Stored data entries:
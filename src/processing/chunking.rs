//! Fixed-window chunking with offset bookkeeping.
//!
//! Splits normalized manual text into overlapping windows of a fixed
//! character size. The window start advances by `window_size - overlap` each
//! step, the final window ends exactly at the end of the text, and windows
//! whose trimmed content is too short to carry retrievable signal are
//! dropped. Offsets are character offsets into the normalized text.
//!
//! The crate default policy is 800-character windows with a 150-character
//! overlap; both are explicit per-call parameters.

use super::types::ChunkingError;

/// Trimmed windows shorter than this carry no retrievable signal.
const MIN_WINDOW_CONTENT: usize = 5;

/// Chunks grouped per estimated page, matching the original coarse grouping.
const CHUNKS_PER_PAGE: usize = 3;

/// One overlapping window of normalized document text.
#[derive(Debug, Clone, PartialEq, Eq)]
pub struct Window {
    /// Windowed substring of the normalized text.
    pub text: String,
    /// Character offset of the window start.
    pub start_offset: usize,
    /// Character offset one past the window end.
    pub end_offset: usize,
}

/// Split normalized text into overlapping fixed-size windows.
///
/// Preconditions: `overlap < window_size` and the text has already been
/// normalized (see [`super::normalize::normalize_text`]). Windows are
/// produced in strictly increasing `start_offset` order; the union of their
/// offset ranges covers the whole text and the last window ends exactly at
/// the text's character length. Pure function, safe to call concurrently.
pub fn split_text(
    text: &str,
    window_size: usize,
    overlap: usize,
) -> Result<Vec<Window>, ChunkingError> {
    if window_size == 0 || overlap >= window_size {
        return Err(ChunkingError::InvalidWindow {
            window_size,
            overlap,
        });
    }

    let chars: Vec<char> = text.chars().collect();
    let len = chars.len();
    if len == 0 {
        return Ok(Vec::new());
    }

    let step = window_size - overlap;
    let mut windows = Vec::with_capacity(len / step + 1);
    let mut start = 0;

    loop {
        let end = (start + window_size).min(len);
        let window_text: String = chars[start..end].iter().collect();
        if window_text.trim().chars().count() >= MIN_WINDOW_CONTENT {
            windows.push(Window {
                text: window_text,
                start_offset: start,
                end_offset: end,
            });
        }
        if end == len {
            break;
        }
        start += step;
    }

    Ok(windows)
}

/// Deterministic chunk identifier for a document and sequence index.
///
/// Re-running ingestion for the same document yields the same identifiers,
/// which is what makes the idempotency pre-check and upsert-as-replace work.
pub fn chunk_id(document_id: &str, sequence_index: usize) -> String {
    format!("{document_id}:{sequence_index:04}")
}

/// Coarse page estimate for a chunk, derived from its sequence index.
pub fn page_estimate(sequence_index: usize) -> usize {
    sequence_index / CHUNKS_PER_PAGE + 1
}

/// The chunk ids ingestion of this text would produce, without embedding.
///
/// Used by the idempotency pre-check: ids derive from the document id and
/// window positions alone, so a cheap chunking pass is enough.
pub fn expected_chunk_ids(
    document_id: &str,
    normalized_text: &str,
    window_size: usize,
    overlap: usize,
) -> Result<Vec<String>, ChunkingError> {
    let windows = split_text(normalized_text, window_size, overlap)?;
    Ok((0..windows.len())
        .map(|index| chunk_id(document_id, index))
        .collect())
}

#[cfg(test)]
mod tests {
    use super::*;

    #[test]
    fn rejects_invalid_window_parameters() {
        assert!(matches!(
            split_text("text", 0, 0),
            Err(ChunkingError::InvalidWindow { .. })
        ));
        assert!(matches!(
            split_text("text", 100, 100),
            Err(ChunkingError::InvalidWindow { .. })
        ));
        assert!(matches!(
            split_text("text", 100, 150),
            Err(ChunkingError::InvalidWindow { .. })
        ));
    }

    #[test]
    fn empty_text_produces_no_windows() {
        assert!(split_text("", 800, 150).unwrap().is_empty());
    }

    #[test]
    fn windows_step_by_window_minus_overlap() {
        // 2,000 characters with 800/150 must land at exactly these offsets.
        let text = "a".repeat(2000);
        let windows = split_text(&text, 800, 150).unwrap();
        let offsets: Vec<(usize, usize)> = windows
            .iter()
            .map(|w| (w.start_offset, w.end_offset))
            .collect();
        assert_eq!(offsets, vec![(0, 800), (650, 1450), (1300, 2000)]);
    }

    #[test]
    fn windows_cover_text_without_gaps() {
        let text = "b".repeat(3137);
        let windows = split_text(&text, 500, 120).unwrap();

        assert_eq!(windows.last().unwrap().end_offset, 3137);
        let mut covered_until = 0;
        for window in &windows {
            assert!(window.start_offset <= covered_until);
            assert!(window.end_offset > covered_until);
            covered_until = window.end_offset;
        }
        assert_eq!(covered_until, 3137);
    }

    #[test]
    fn start_offsets_strictly_increase() {
        let text = "c".repeat(5000);
        let windows = split_text(&text, 800, 150).unwrap();
        for pair in windows.windows(2) {
            assert!(pair[0].start_offset < pair[1].start_offset);
        }
    }

    #[test]
    fn short_final_window_is_kept_when_meaningful() {
        let text = "d".repeat(810);
        let windows = split_text(&text, 800, 150).unwrap();
        assert_eq!(windows.len(), 2);
        assert_eq!(windows[1].start_offset, 650);
        assert_eq!(windows[1].end_offset, 810);
    }

    #[test]
    fn near_empty_windows_are_dropped() {
        // Final window holds only two non-space characters after trimming.
        let mut text = "e".repeat(650);
        text.push_str(&" ".repeat(798));
        text.push_str("xy");
        let windows = split_text(&text, 800, 150).unwrap();
        assert_eq!(windows.len(), 1);
        assert_eq!(windows[0].end_offset, 800);
    }

    #[test]
    fn offsets_are_character_offsets() {
        let text = "é".repeat(900);
        let windows = split_text(&text, 800, 150).unwrap();
        assert_eq!(windows[0].end_offset, 800);
        assert_eq!(windows[0].text.chars().count(), 800);
        assert_eq!(windows.last().unwrap().end_offset, 900);
    }

    #[test]
    fn chunk_ids_are_deterministic_and_padded() {
        assert_eq!(chunk_id("manual-7", 3), "manual-7:0003");
        assert_eq!(chunk_id("manual-7", 3), chunk_id("manual-7", 3));
    }

    #[test]
    fn page_estimate_groups_chunks() {
        assert_eq!(page_estimate(0), 1);
        assert_eq!(page_estimate(2), 1);
        assert_eq!(page_estimate(3), 2);
    }

    #[test]
    fn expected_ids_match_produced_windows() {
        let text = "f".repeat(2000);
        let ids = expected_chunk_ids("manual-7", &text, 800, 150).unwrap();
        assert_eq!(
            ids,
            vec!["manual-7:0000", "manual-7:0001", "manual-7:0002"]
        );
    }
}
impl QdrantStore {
    /// Construct a new store handle for the given Qdrant endpoint.
    pub fn new(
        url: &str,
        collection: impl Into<String>,
        api_key: Option<String>,
    ) -> Result<Self, StoreError> {
        let client = Client::builder().user_agent("manualkb/0.2").build()?;
        let base_url = normalize_base_url(url).map_err(StoreError::InvalidUrl)?;
        let collection = collection.into();
        tracing::debug!(
            url = %base_url,
            collection = %collection,
            has_api_key = api_key.as_deref().map(|value| !value.is_empty()).unwrap_or(false),
            "Initialized Qdrant HTTP client"
        );

        Ok(Self {
            client,
            base_url,
            collection,
            api_key,
            fingerprint: std::sync::RwLock::new(String::new()),
        })
    }

    fn request(&self, method: Method, path: &str) -> reqwest::RequestBuilder {
        let url = format_endpoint(&self.base_url, path);
        let mut req = self.client.request(method, url);
        if let Some(api_key) = &self.api_key
            && !api_key.is_empty()
        {
            req = req.header("api-key", api_key);
        }
        req
    }

    async fn ensure_success(&self, response: reqwest::Response) -> Result<(), StoreError> {
        if response.status().is_success() {
            Ok(())
        } else {
            let status = response.status();
            let body = response.text().await.unwrap_or_default();
            Err(StoreError::UnexpectedStatus { status, body })
        }
    }

    async fn collection_vector_size(&self) -> Result<Option<usize>, StoreError> {
        let response = self
            .request(Method::GET, &format!("collections/{}", self.collection))
            .send()
            .await?;

        match response.status() {
            StatusCode::OK => {
                let payload: CollectionInfoResponse = response.json().await?;
                Ok(Some(payload.result.config.params.vectors.size))
            }
            StatusCode::NOT_FOUND => Ok(None),
            status => {
                let body = response.text().await.unwrap_or_default();
                Err(StoreError::UnexpectedStatus { status, body })
            }
        }
    }

    async fn create_collection(&self, dimension: usize) -> Result<(), StoreError> {
        let body = json!({
            "vectors": {
                "size": dimension,
                "distance": "Cosine"
            }
        });
        let response = self
            .request(Method::PUT, &format!("collections/{}", self.collection))
            .json(&body)
            .send()
            .await?;
        self.ensure_success(response).await
    }

    /// Ensure keyword indexes exist for the fields exact-match filters use.
    async fn ensure_payload_indexes(&self) -> Result<(), StoreError> {
        let fields = ["document_id", "chunk_id", "meta_brand", "meta_model"];

        for field in fields {
            let body = json!({
                "field_name": field,
                "field_schema": "keyword",
            });
            let response = self
                .request(
                    Method::PUT,
                    &format!("collections/{}/index", self.collection),
                )
                .json(&body)
                .send()
                .await?;

            match response.status() {
                status if status.is_success() => {
                    tracing::debug!(collection = %self.collection, field, "Payload index ensured");
                }
                StatusCode::CONFLICT => {
                    tracing::debug!(collection = %self.collection, field, "Payload index already exists");
                }
                status => {
                    let body = response.text().await.unwrap_or_default();
                    let error = StoreError::UnexpectedStatus { status, body };
                    tracing::warn!(collection = %self.collection, field, error = %error, "Failed to ensure payload index");
                }
            }
        }

        Ok(())
    }

    async fn upsert_points(&self, records: &[ChunkRecord], fingerprint: &str) -> Result<(), StoreError> {
        let now = current_timestamp_rfc3339();
        let points: Vec<Value> = records
            .iter()
            .map(|record| {
                json!({
                    "id": point_id_for_chunk(&record.chunk_id),
                    "vector": record.embedding,
                    "payload": build_payload(record, &now, fingerprint),
                })
            })
            .collect();

        let response = self
            .request(
                Method::PUT,
                &format!("collections/{}/points", self.collection),
            )
            .query(&[("wait", true)])
            .json(&json!({ "points": points }))
            .send()
            .await?;
        self.ensure_success(response).await
    }

    async fn scroll_document_ids(&self) -> Result<HashSet<String>, StoreError> {
        let mut offset: Option<Value> = None;
        let mut documents = HashSet::new();

        loop {
            let mut body = json!({
                "with_payload": ["document_id"],
                "with_vector": false,
                "limit": 512,
            });
            if let Some(next) = &offset {
                body.as_object_mut()
                    .expect("scroll body should remain an object")
                    .insert("offset".into(), next.clone());
            }

            let response = self
                .request(
                    Method::POST,
                    &format!("collections/{}/points/scroll", self.collection),
                )
                .json(&body)
                .send()
                .await?;

            if !response.status().is_success() {
                let status = response.status();
                let body = response.text().await.unwrap_or_default();
                return Err(StoreError::UnexpectedStatus { status, body });
            }

            let ScrollResponse { result } = response.json().await?;
            for point in result.points {
                if let Some(document_id) = point
                    .payload
                    .as_ref()
                    .and_then(|payload| payload.get("document_id"))
                    .and_then(Value::as_str)
                {
                    documents.insert(document_id.to_string());
                }
            }

            match result.next_page_offset {
                Some(next) => offset = Some(next),
                None => break,
            }
        }

        Ok(documents)
    }
}

/// Build a Qdrant `must` filter from an exact-match metadata map.
///
/// Metadata keys are stored flattened under a `meta_` prefix, so the filter
/// keys are rewritten accordingly. Returns `None` for an empty map.
fn build_metadata_filter(filter: &BTreeMap<String, String>) -> Option<Value> {
    if filter.is_empty() {
        return None;
    }
    let must: Vec<Value> = filter
        .iter()
        .map(|(key, value)| {
            json!({
                "key": format!("meta_{key}"),
                "match": { "value": value }
            })
        })
        .collect();
    Some(json!({ "must": must }))
}
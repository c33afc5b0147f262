use async_trait::async_trait;
use reqwest::Client;
use serde::Deserialize;
use serde_json::json;
use std::time::Duration;
use thiserror::Error;

/// Errors raised while calling the external text-generation endpoint.
///
/// None of these are fatal to a query; they trigger the degraded-answer path.
#[derive(Debug, Error)]
pub enum GenerationError {
    /// Transport failure or timeout before a response arrived.
    #[error("Generation request failed: {0}")]
    Http(#[from] reqwest::Error),
    /// Endpoint responded with an unexpected status code.
    #[error("Unexpected generation response ({status}): {body}")]
    UnexpectedStatus {
        /// HTTP status returned by the endpoint.
        status: reqwest::StatusCode,
        /// Body payload associated with the failing response.
        body: String,
    },
    /// Response parsed but contained no generated text.
    #[error("Generation response contained no choices")]
    EmptyResponse,
}

/// Black-box text-generation collaborator: prompt in, generated text out.
#[async_trait]
pub trait GenerationClient: Send + Sync {
    /// Generate an answer for the assembled prompt.
    async fn generate(&self, prompt: &str) -> Result<String, GenerationError>;
}

/// Client for an OpenAI-compatible chat-completions endpoint.
///
/// The original system consumed the hosted NVIDIA Llama endpoint through this
/// wire shape; any compatible service works. The request timeout is enforced
/// at the HTTP client level so a slow endpoint degrades the query instead of
/// hanging it.
pub struct HttpGenerationClient {
    client: Client,
    base_url: String,
    api_key: Option<String>,
    model: String,
}

impl HttpGenerationClient {
    /// Construct a client for the given endpoint, model, and timeout budget.
    pub fn new(
        base_url: impl Into<String>,
        api_key: Option<String>,
        model: impl Into<String>,
        timeout: Duration,
    ) -> Result<Self, GenerationError> {
        let client = Client::builder()
            .user_agent("manualkb/0.2")
            .timeout(timeout)
            .build()?;
        Ok(Self {
            client,
            base_url: base_url.into().trim_end_matches('/').to_string(),
            api_key,
            model: model.into(),
        })
    }
}

#[async_trait]
impl GenerationClient for HttpGenerationClient {
    async fn generate(&self, prompt: &str) -> Result<String, GenerationError> {
        let body = json!({
            "model": self.model,
            "messages": [
                { "role": "user", "content": prompt }
            ],
            "temperature": 0.2,
        });

        let mut request = self
            .client
            .post(format!("{}/chat/completions", self.base_url))
            .json(&body);
        if let Some(api_key) = &self.api_key
            && !api_key.is_empty()
        {
            request = request.bearer_auth(api_key);
        }

        let response = request.send().await?;
        if !response.status().is_success() {
            let status = response.status();
            let body = response.text().await.unwrap_or_default();
            return Err(GenerationError::UnexpectedStatus { status, body });
        }

        let completion: ChatCompletionResponse = response.json().await?;
        completion
            .choices
            .into_iter()
            .next()
            .map(|choice| choice.message.content)
            .filter(|content| !content.trim().is_empty())
            .ok_or(GenerationError::EmptyResponse)
    }
}

#[derive(Deserialize)]
struct ChatCompletionResponse {
    #[serde(default)]
    choices: Vec<ChatChoice>,
}

#[derive(Deserialize)]
struct ChatChoice {
    message: ChatMessage,
}

#[derive(Deserialize)]
struct ChatMessage {
    #[serde(default)]
    content: String,
}
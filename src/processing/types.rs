//! Core data types and error definitions for the processing pipeline.

use serde::Serialize;
use std::collections::BTreeMap;
use thiserror::Error;

use crate::embedding::EmbeddingError;
use crate::store::StoreError;

/// Errors produced while splitting text into windows.
#[derive(Debug, Error)]
pub enum ChunkingError {
    /// Window parameters violate `0 <= overlap < window_size`.
    #[error("invalid window parameters: window_size={window_size}, overlap={overlap}")]
    InvalidWindow {
        /// Requested window size in characters.
        window_size: usize,
        /// Requested overlap in characters.
        overlap: usize,
    },
}

/// Errors emitted by the ingestion pipeline.
///
/// Per-chunk embedding and storage failures are not errors at this level;
/// they are aggregated into [`IngestReport::chunks_failed`].
#[derive(Debug, Error)]
pub enum IngestError {
    /// Document text was empty after normalization; rejected, never retried.
    #[error("document '{0}' contains no extractable text")]
    EmptyDocument(String),
    /// Window configuration was invalid.
    #[error("failed to chunk document: {0}")]
    Chunking(#[from] ChunkingError),
    /// The store rejected the whole operation (not a per-chunk failure).
    #[error("vector store request failed: {0}")]
    Store(#[from] StoreError),
}

/// Errors emitted before the retrieval stage of a query completes.
///
/// Failures after retrieval (generation errors, timeouts) never surface
/// here; they degrade the answer instead.
#[derive(Debug, Error)]
pub enum QueryError {
    /// Query embedding failed.
    #[error("failed to embed query: {0}")]
    Embedding(#[from] EmbeddingError),
    /// Store search failed after retries.
    #[error("vector store search failed: {0}")]
    Store(#[from] StoreError),
}

/// Optional classification tags registered with a document.
#[derive(Debug, Default, Clone)]
pub struct DocumentMetadata {
    /// Manufacturer of the unit the manual covers.
    pub brand: Option<String>,
    /// Model identifier the manual covers.
    pub model: Option<String>,
    /// Free-form extensible tags, stored lowercase-keyed.
    pub extra: BTreeMap<String, String>,
}

/// Aggregate summary of one document ingestion.
#[derive(Debug, Clone, Copy, Default, Serialize)]
pub struct IngestReport {
    /// Chunks produced from the normalized text.
    pub chunks_attempted: usize,
    /// Chunks durably written to the vector store.
    pub chunks_stored: usize,
    /// Chunks that failed embedding or storage; logged, not fatal.
    pub chunks_failed: usize,
    /// Whether the idempotency pre-check short-circuited the document.
    pub skipped: bool,
}

/// Calibrated trust signal attached to every answer.
#[derive(Debug, Clone, Copy, PartialEq, Eq, Serialize)]
#[serde(rename_all = "lowercase")]
pub enum Confidence {
    /// Top match is strong with a clear margin over the runner-up.
    High,
    /// Matches exist but are middling or tightly clustered.
    Medium,
    /// Matches barely clear the relevance floor, or generation degraded.
    Low,
    /// No retrieved chunk cleared the relevance floor.
    None,
}

impl Confidence {
    /// Stable lowercase label for display and serialization.
    pub fn as_str(self) -> &'static str {
        match self {
            Self::High => "high",
            Self::Medium => "medium",
            Self::Low => "low",
            Self::None => "none",
        }
    }
}

impl std::fmt::Display for Confidence {
    fn fmt(&self, f: &mut std::fmt::Formatter<'_>) -> std::fmt::Result {
        f.write_str(self.as_str())
    }
}

/// Provenance for one chunk used in an answer.
#[derive(Debug, Clone, Serialize)]
pub struct Citation {
    /// Document the cited chunk belongs to.
    pub document_id: String,
    /// Identifier of the cited chunk.
    pub chunk_id: String,
    /// Coarse page estimate for display.
    pub page_estimate: usize,
    /// Normalized similarity score of the chunk for this query.
    pub score: f32,
}

/// Answer assembled for one query; always returned, never an error, once
/// retrieval has completed.
#[derive(Debug, Clone, Serialize)]
pub struct Answer {
    /// Generated or degraded answer text.
    pub text: String,
    /// Calibrated confidence label.
    pub confidence: Confidence,
    /// Chunks actually used, most relevant first.
    pub citations: Vec<Citation>,
}

#[cfg(test)]
mod tests {
    use super::*;

    #[test]
    fn confidence_labels_are_lowercase() {
        assert_eq!(Confidence::High.as_str(), "high");
        assert_eq!(Confidence::None.to_string(), "none");
        assert_eq!(
            serde_json::to_string(&Confidence::Medium).unwrap(),
            "\"medium\""
        );
    }
}
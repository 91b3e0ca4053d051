use std::collections::HashMap;
use std::sync::LazyLock;

use serde::Serialize;
use strum::{AsRefStr, Display, EnumString, VariantArray};

/// Aisle used to group the shopping list. Variant order is the list order.
#[derive(
    EnumString,
    VariantArray,
    Display,
    AsRefStr,
    Serialize,
    Debug,
    Clone,
    Copy,
    PartialEq,
    Eq,
    PartialOrd,
    Ord,
    Hash,
)]
#[strum(serialize_all = "lowercase", ascii_case_insensitive)]
#[serde(rename_all = "lowercase")]
pub enum Category {
    Produce,
    Meat,
    Dairy,
    Pantry,
    Spices,
    Other,
    Uncategorized,
}

const KEYWORDS: &[(Category, &[&str])] = &[
    (
        Category::Produce,
        &[
            "tomato", "onion", "shallot", "garlic", "lettuce", "carrot", "celery", "pepper",
            "bell pepper", "cucumber", "zucchini", "courgette", "broccoli", "cauliflower",
            "spinach", "kale", "cabbage", "potato", "sweet potato", "mushroom", "green bean",
            "pea", "corn", "avocado", "eggplant", "aubergine", "squash", "pumpkin", "jalapeno",
            "ginger", "cilantro", "coriander leaf", "parsley", "basil", "mint", "scallion",
            "spring onion", "leek", "apple", "banana", "orange", "lemon", "lime", "berry",
            "strawberry", "blueberry", "raspberry", "grape", "mango", "pineapple", "pear",
        ],
    ),
    (
        Category::Meat,
        &[
            "chicken", "chicken breast", "chicken thigh", "turkey", "duck", "beef",
            "ground beef", "mince", "steak", "brisket", "pork", "bacon", "ham", "sausage",
            "chorizo", "lamb", "veal", "fish", "salmon", "tuna", "cod", "tilapia", "shrimp",
            "prawn", "lobster", "crab", "scallop",
        ],
    ),
    (
        Category::Dairy,
        &[
            "milk", "cream", "sour cream", "butter", "cheese", "cheddar", "mozzarella",
            "parmesan", "feta", "ricotta", "cream cheese", "yogurt", "yoghurt", "egg",
        ],
    ),
    (
        Category::Pantry,
        &[
            "flour", "rice", "pasta", "spaghetti", "noodle", "oat", "bread", "tortilla",
            "quinoa", "lentil", "chickpea", "bean", "black bean", "kidney bean", "sugar",
            "honey", "oil", "olive oil", "vinegar", "soy sauce", "stock", "broth",
            "tomato paste", "canned tomato", "coconut milk", "peanut butter", "nut", "almond",
            "walnut", "baking powder", "baking soda", "yeast",
        ],
    ),
    (
        Category::Spices,
        &[
            "salt", "black pepper", "peppercorn", "cumin", "paprika", "smoked paprika",
            "chili powder", "chilli flake", "cinnamon", "nutmeg", "turmeric", "oregano",
            "thyme", "rosemary", "bay leaf", "garlic powder", "onion powder", "curry powder",
            "garam masala", "coriander", "cayenne", "cardamom", "vanilla",
        ],
    ),
];

static KEYWORD_CATEGORIES: LazyLock<HashMap<&'static str, Category>> = LazyLock::new(|| {
    let mut map = HashMap::new();
    for (category, keywords) in KEYWORDS {
        for keyword in keywords.iter() {
            map.insert(*keyword, *category);
        }
    }
    map
});

/// Longest phrase looked up when matching an item name.
const MAX_PHRASE_WORDS: usize = 3;

impl Category {
    /// Category named by a recipe. Unknown labels land in `Other`; blank
    /// labels are treated as absent.
    pub fn from_label(label: &str) -> Option<Category> {
        let label = label.trim();
        if label.is_empty() {
            return None;
        }

        Some(label.parse().unwrap_or(Category::Other))
    }
}

/// Categorization Service
///
/// Stateless keyword lookup on the item name. Longer phrases win over single
/// words ("garlic powder" is a spice, "garlic" is produce). Among equally
/// long matches the rightmost one wins ("chicken stock" is pantry).
pub struct CategorizationService;

impl CategorizationService {
    pub fn categorize(item: &str) -> Category {
        let lowered = item.to_lowercase();
        let words: Vec<&str> = lowered
            .split(|c: char| !c.is_alphanumeric())
            .filter(|w| !w.is_empty())
            .collect();

        for len in (1..=MAX_PHRASE_WORDS.min(words.len())).rev() {
            for start in (0..=words.len() - len).rev() {
                let phrase = words[start..start + len].join(" ");

                if let Some(category) = Self::lookup(&phrase) {
                    return category;
                }
            }
        }

        Category::Uncategorized
    }

    /// Resolve an ingredient's category: explicit label first, then keywords.
    pub fn resolve(label: Option<&str>, item: &str) -> Category {
        label
            .and_then(Category::from_label)
            .unwrap_or_else(|| Self::categorize(item))
    }

    fn lookup(phrase: &str) -> Option<Category> {
        if let Some(category) = KEYWORD_CATEGORIES.get(phrase) {
            return Some(*category);
        }

        singular_forms(phrase)
            .into_iter()
            .find_map(|form| KEYWORD_CATEGORIES.get(form.as_str()).copied())
    }
}

fn singular_forms(phrase: &str) -> Vec<String> {
    let mut forms = Vec::new();

    if let Some(stem) = phrase.strip_suffix("ies") {
        forms.push(format!("{stem}y"));
    }
    if let Some(stem) = phrase.strip_suffix("es") {
        forms.push(stem.to_owned());
    }
    if let Some(stem) = phrase.strip_suffix('s')
        && !stem.ends_with('s')
    {
        forms.push(stem.to_owned());
    }

    forms
}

§ **Exercise**: Look through the entries above. Extract each line with the word "retrieval".

§ **Response to this task**:
/// Errors emitted before the retrieval stage of a query completes.
/// Failures after retrieval (generation errors, timeouts) never surface
/// retrieval has completed.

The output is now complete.